Reproduce each line from the records that holds "code".

+++ Supplied data

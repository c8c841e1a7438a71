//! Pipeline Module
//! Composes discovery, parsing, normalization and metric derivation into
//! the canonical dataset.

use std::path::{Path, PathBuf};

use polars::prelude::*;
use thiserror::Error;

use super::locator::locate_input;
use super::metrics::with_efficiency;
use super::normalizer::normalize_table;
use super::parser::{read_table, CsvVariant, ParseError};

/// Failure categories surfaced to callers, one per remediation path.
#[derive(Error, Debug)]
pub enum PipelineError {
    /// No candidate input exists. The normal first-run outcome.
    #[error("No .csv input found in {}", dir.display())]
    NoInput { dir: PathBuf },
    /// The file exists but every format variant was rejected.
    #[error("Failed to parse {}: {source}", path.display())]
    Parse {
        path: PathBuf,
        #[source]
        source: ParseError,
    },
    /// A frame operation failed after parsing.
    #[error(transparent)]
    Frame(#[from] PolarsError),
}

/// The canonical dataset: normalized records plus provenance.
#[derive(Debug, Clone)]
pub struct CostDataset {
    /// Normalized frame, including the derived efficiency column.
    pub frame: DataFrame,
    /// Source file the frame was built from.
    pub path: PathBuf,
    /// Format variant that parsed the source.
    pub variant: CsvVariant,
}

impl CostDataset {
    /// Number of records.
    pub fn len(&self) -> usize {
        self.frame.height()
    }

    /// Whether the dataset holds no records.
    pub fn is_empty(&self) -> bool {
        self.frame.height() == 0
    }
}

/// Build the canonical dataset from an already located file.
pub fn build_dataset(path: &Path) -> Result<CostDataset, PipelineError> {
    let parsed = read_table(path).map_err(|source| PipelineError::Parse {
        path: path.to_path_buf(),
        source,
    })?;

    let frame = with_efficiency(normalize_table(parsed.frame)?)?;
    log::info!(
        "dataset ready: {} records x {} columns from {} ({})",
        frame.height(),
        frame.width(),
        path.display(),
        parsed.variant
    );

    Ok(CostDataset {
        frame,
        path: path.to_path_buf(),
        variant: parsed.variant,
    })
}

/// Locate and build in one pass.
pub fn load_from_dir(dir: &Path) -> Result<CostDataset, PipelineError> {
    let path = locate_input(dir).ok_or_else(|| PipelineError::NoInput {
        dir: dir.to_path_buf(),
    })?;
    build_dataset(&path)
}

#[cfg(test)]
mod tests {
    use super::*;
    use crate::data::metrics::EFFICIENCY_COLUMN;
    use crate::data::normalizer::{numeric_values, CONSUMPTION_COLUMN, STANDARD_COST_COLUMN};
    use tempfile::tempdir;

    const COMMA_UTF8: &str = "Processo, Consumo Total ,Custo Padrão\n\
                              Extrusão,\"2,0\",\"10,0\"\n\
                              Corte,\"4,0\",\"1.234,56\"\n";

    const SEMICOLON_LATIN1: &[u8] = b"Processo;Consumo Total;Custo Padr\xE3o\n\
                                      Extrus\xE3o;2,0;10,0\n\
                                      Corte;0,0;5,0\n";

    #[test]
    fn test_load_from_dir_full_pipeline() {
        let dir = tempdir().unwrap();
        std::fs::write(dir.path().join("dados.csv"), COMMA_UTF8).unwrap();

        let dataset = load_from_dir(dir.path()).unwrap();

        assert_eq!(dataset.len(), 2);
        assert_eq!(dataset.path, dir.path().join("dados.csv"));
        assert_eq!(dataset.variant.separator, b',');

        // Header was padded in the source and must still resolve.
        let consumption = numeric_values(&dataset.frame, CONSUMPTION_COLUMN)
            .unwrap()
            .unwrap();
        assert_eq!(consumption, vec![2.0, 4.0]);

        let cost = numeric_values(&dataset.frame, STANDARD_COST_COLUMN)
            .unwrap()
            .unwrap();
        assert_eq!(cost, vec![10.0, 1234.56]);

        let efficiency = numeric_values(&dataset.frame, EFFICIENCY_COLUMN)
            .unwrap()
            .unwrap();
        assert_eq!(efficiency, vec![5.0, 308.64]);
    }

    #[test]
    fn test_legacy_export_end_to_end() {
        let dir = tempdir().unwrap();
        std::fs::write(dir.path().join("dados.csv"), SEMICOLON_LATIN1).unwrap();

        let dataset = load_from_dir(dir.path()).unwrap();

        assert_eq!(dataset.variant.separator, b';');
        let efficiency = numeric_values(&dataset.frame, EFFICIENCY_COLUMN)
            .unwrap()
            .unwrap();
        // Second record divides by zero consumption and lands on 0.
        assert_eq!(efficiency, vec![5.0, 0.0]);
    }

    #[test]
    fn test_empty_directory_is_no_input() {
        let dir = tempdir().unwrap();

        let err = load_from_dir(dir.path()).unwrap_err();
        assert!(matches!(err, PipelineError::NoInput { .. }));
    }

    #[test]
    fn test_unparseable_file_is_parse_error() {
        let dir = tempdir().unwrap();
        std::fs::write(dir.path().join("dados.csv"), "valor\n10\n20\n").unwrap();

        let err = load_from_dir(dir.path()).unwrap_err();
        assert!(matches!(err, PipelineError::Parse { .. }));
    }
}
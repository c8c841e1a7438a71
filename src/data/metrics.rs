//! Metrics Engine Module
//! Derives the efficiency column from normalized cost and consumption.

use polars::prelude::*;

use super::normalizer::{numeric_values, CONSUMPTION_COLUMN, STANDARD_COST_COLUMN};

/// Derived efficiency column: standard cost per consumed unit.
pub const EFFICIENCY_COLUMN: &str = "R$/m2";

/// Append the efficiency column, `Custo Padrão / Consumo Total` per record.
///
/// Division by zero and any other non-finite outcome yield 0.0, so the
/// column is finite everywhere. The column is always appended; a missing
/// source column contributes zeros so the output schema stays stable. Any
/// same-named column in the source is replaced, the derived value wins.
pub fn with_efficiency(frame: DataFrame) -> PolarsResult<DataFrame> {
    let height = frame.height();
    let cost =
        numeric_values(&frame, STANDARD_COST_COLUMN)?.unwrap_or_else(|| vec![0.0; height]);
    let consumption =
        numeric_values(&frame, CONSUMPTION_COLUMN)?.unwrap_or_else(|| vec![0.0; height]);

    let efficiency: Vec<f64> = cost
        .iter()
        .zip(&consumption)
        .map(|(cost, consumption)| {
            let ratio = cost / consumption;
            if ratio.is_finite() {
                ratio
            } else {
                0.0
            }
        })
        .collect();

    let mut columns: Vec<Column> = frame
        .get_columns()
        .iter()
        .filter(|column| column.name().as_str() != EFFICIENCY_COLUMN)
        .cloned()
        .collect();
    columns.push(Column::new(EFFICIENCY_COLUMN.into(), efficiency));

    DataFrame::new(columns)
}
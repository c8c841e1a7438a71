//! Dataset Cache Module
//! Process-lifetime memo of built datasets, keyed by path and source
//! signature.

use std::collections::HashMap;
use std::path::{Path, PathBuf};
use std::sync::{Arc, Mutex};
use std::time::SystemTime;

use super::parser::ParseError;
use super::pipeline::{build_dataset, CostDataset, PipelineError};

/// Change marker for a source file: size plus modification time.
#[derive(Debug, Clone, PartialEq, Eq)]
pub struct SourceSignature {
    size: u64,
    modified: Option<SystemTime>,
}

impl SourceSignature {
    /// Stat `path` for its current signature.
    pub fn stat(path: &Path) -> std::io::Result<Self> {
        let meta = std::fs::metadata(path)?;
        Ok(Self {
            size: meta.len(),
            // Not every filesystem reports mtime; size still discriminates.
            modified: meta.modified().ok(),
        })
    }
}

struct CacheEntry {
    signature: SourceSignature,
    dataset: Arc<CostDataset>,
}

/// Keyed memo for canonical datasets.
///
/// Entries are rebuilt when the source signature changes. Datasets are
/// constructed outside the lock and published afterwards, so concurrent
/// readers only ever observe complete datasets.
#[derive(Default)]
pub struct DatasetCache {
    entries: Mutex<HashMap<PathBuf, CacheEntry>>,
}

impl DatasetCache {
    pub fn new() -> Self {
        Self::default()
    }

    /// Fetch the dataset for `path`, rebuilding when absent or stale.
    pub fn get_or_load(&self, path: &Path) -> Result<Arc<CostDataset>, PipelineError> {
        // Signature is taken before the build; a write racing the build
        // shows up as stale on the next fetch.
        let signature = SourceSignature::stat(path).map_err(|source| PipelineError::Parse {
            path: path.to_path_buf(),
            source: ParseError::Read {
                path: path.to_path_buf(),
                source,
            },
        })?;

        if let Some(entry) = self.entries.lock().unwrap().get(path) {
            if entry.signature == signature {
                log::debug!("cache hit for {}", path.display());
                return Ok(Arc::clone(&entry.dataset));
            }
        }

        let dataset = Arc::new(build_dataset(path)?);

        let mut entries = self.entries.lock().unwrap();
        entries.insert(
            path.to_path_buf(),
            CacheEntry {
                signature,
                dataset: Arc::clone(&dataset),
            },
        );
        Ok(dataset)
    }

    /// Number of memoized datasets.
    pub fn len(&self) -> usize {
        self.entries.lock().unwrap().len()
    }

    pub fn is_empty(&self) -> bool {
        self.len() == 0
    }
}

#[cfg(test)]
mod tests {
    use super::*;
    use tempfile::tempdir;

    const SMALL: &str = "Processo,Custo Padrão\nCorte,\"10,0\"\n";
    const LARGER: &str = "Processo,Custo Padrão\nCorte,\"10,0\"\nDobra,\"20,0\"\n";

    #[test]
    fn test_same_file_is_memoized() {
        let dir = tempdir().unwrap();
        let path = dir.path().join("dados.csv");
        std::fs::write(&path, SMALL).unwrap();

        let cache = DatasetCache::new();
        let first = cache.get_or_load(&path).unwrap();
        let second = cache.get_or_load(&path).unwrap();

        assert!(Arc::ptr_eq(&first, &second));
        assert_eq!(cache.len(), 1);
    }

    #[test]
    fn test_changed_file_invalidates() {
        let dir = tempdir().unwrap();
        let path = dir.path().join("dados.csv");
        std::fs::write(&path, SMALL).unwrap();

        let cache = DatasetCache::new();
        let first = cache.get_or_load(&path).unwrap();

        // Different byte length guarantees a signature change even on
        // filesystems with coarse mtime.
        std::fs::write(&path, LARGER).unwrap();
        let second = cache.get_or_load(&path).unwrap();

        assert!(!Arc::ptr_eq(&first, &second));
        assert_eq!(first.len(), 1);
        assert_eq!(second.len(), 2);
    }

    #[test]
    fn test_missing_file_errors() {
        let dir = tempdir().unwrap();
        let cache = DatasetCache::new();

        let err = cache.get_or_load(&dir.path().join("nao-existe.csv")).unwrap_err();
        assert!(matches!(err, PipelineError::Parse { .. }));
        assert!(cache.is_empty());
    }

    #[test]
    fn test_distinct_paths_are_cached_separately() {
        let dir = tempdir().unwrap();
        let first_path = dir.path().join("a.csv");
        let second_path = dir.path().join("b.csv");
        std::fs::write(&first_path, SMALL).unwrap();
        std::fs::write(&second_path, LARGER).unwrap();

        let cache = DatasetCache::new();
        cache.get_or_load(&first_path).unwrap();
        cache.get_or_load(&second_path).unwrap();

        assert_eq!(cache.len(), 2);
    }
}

++++++
+++ Supplied data

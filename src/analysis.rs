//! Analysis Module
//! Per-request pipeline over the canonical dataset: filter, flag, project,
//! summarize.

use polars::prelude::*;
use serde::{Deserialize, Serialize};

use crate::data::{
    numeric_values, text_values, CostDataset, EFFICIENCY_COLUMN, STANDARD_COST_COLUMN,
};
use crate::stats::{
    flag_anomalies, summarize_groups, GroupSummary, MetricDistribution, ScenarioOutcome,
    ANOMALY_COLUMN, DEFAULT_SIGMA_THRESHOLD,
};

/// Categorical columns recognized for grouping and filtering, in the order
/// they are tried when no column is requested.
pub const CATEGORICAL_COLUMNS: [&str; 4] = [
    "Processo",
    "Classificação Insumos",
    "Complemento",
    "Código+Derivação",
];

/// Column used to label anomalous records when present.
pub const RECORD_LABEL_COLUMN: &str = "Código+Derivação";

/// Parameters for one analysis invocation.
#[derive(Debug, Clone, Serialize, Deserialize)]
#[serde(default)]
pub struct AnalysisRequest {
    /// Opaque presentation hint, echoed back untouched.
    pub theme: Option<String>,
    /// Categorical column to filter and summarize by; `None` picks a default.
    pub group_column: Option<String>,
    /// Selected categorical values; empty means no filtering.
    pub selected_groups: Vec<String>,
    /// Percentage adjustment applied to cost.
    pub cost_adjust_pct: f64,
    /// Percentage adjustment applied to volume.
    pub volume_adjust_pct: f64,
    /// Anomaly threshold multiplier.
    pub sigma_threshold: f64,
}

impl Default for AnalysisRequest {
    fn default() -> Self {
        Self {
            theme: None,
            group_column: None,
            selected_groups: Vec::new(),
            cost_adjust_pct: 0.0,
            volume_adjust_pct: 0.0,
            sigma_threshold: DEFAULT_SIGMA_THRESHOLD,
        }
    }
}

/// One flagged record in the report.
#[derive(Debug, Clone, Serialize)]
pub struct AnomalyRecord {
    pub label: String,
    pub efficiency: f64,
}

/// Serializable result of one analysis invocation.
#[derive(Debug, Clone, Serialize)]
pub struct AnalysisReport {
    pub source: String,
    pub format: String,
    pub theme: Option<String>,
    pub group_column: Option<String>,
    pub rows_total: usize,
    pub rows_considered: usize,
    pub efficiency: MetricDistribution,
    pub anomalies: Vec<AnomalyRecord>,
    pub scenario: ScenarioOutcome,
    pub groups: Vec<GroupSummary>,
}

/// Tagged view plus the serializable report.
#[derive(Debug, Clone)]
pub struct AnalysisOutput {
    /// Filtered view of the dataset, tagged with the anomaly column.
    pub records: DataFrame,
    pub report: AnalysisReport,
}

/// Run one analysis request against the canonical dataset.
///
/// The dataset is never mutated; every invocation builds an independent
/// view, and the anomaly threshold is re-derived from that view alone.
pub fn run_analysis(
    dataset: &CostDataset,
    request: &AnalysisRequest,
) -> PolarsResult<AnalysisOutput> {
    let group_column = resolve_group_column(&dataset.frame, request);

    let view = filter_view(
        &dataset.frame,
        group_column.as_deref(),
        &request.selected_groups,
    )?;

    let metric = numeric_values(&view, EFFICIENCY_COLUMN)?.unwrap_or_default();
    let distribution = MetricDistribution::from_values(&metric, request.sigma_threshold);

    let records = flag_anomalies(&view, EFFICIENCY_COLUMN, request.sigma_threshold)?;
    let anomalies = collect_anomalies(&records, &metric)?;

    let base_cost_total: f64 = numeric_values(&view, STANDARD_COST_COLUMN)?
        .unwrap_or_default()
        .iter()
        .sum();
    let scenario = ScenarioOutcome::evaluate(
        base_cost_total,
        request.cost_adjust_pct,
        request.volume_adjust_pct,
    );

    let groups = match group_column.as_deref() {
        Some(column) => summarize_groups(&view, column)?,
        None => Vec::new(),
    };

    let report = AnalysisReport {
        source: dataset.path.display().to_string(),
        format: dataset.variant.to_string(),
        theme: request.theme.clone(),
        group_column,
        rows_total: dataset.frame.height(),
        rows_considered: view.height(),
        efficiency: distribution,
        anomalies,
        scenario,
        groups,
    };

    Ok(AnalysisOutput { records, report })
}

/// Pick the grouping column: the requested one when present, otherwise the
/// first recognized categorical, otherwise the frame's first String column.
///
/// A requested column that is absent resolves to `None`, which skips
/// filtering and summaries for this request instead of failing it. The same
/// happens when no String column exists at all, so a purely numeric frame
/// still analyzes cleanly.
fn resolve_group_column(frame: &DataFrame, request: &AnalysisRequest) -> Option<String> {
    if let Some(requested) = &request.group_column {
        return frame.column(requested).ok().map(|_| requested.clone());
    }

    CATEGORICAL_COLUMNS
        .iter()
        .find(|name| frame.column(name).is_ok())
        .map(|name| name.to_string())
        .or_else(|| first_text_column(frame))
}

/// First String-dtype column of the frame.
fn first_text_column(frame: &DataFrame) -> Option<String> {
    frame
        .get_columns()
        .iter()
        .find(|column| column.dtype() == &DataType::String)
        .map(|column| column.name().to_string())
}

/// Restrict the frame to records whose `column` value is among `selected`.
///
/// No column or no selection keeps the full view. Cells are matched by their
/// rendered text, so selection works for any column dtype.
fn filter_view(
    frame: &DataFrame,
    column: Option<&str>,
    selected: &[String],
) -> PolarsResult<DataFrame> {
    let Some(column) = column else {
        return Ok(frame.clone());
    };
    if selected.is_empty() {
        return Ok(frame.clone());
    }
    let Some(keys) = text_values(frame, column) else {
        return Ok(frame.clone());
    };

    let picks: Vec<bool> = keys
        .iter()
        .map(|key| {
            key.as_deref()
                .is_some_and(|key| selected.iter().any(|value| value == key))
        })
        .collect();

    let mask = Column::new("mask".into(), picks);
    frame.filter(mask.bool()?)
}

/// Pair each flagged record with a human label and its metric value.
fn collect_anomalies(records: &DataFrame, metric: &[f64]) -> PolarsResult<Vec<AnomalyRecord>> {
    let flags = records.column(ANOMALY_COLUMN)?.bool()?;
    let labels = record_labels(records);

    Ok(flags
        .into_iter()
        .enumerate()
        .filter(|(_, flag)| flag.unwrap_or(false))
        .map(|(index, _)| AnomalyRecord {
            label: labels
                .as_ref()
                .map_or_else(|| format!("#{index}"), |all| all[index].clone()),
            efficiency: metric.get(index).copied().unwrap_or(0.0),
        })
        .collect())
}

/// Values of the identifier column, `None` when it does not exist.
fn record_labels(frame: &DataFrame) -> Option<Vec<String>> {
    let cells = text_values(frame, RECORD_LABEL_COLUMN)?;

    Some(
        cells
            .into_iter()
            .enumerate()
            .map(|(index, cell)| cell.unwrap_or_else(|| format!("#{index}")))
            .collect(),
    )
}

++++++
+++ Supplied data

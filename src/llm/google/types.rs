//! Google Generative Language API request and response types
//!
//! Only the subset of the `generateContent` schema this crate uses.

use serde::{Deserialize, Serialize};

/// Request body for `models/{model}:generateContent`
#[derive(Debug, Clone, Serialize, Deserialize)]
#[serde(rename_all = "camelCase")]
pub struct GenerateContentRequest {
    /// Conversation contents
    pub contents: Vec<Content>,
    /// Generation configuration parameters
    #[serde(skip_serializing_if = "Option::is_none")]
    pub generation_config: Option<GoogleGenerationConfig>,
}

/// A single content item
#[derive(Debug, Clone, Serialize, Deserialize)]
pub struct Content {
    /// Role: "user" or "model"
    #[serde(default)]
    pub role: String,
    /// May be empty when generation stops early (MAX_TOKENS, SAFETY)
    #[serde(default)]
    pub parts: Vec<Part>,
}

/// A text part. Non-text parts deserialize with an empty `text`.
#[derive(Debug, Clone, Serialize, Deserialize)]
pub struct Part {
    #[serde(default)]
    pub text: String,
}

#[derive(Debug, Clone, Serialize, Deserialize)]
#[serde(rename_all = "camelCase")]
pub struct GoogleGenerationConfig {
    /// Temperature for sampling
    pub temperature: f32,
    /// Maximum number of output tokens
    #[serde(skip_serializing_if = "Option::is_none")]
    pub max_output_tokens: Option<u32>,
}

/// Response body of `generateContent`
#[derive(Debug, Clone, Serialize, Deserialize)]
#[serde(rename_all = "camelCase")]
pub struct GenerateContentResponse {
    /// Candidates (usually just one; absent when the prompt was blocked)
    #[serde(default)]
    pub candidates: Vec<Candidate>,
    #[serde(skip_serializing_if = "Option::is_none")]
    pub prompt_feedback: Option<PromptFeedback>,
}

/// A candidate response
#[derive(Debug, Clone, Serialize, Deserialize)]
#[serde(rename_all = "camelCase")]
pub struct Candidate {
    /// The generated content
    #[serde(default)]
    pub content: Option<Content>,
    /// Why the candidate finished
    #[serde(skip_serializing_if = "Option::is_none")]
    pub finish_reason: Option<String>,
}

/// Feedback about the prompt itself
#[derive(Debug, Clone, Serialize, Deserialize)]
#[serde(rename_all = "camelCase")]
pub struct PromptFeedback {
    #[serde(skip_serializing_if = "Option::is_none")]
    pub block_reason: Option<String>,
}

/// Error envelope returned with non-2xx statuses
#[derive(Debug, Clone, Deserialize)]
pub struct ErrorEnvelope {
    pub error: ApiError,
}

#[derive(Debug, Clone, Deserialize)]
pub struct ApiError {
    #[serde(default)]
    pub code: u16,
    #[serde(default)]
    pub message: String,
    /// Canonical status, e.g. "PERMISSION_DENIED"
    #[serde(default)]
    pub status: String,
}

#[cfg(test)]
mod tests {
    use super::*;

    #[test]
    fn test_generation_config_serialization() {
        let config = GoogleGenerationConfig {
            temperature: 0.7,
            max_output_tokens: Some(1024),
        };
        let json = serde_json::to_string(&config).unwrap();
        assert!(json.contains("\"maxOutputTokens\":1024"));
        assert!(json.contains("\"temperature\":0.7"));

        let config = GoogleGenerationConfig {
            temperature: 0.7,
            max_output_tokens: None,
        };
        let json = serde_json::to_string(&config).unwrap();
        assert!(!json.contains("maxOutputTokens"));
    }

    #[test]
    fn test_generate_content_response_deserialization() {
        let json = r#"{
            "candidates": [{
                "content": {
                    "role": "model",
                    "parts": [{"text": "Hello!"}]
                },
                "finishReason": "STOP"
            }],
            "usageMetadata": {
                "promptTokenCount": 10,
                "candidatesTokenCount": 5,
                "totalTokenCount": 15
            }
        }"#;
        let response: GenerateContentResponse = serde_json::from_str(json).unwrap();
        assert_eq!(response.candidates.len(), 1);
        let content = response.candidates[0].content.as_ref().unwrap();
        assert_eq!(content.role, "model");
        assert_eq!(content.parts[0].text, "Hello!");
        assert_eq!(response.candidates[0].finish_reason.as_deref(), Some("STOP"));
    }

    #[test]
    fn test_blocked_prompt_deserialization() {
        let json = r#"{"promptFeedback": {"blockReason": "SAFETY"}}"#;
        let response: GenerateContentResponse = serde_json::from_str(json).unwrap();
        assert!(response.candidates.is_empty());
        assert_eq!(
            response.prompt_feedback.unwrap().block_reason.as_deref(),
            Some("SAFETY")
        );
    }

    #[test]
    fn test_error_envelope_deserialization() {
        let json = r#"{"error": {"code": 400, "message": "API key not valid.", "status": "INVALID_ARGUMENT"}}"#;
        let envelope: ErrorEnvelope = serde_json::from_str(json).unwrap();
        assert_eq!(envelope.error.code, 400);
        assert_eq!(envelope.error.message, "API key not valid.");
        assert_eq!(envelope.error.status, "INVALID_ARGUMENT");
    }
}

++++++

Response area:
    pub code: u16,
        let json = r#"{"error": {"code": 400, "message": "API key not valid.", "status": "INVALID_ARGUMENT"}}"#;
        assert_eq!(envelope.error.code, 400);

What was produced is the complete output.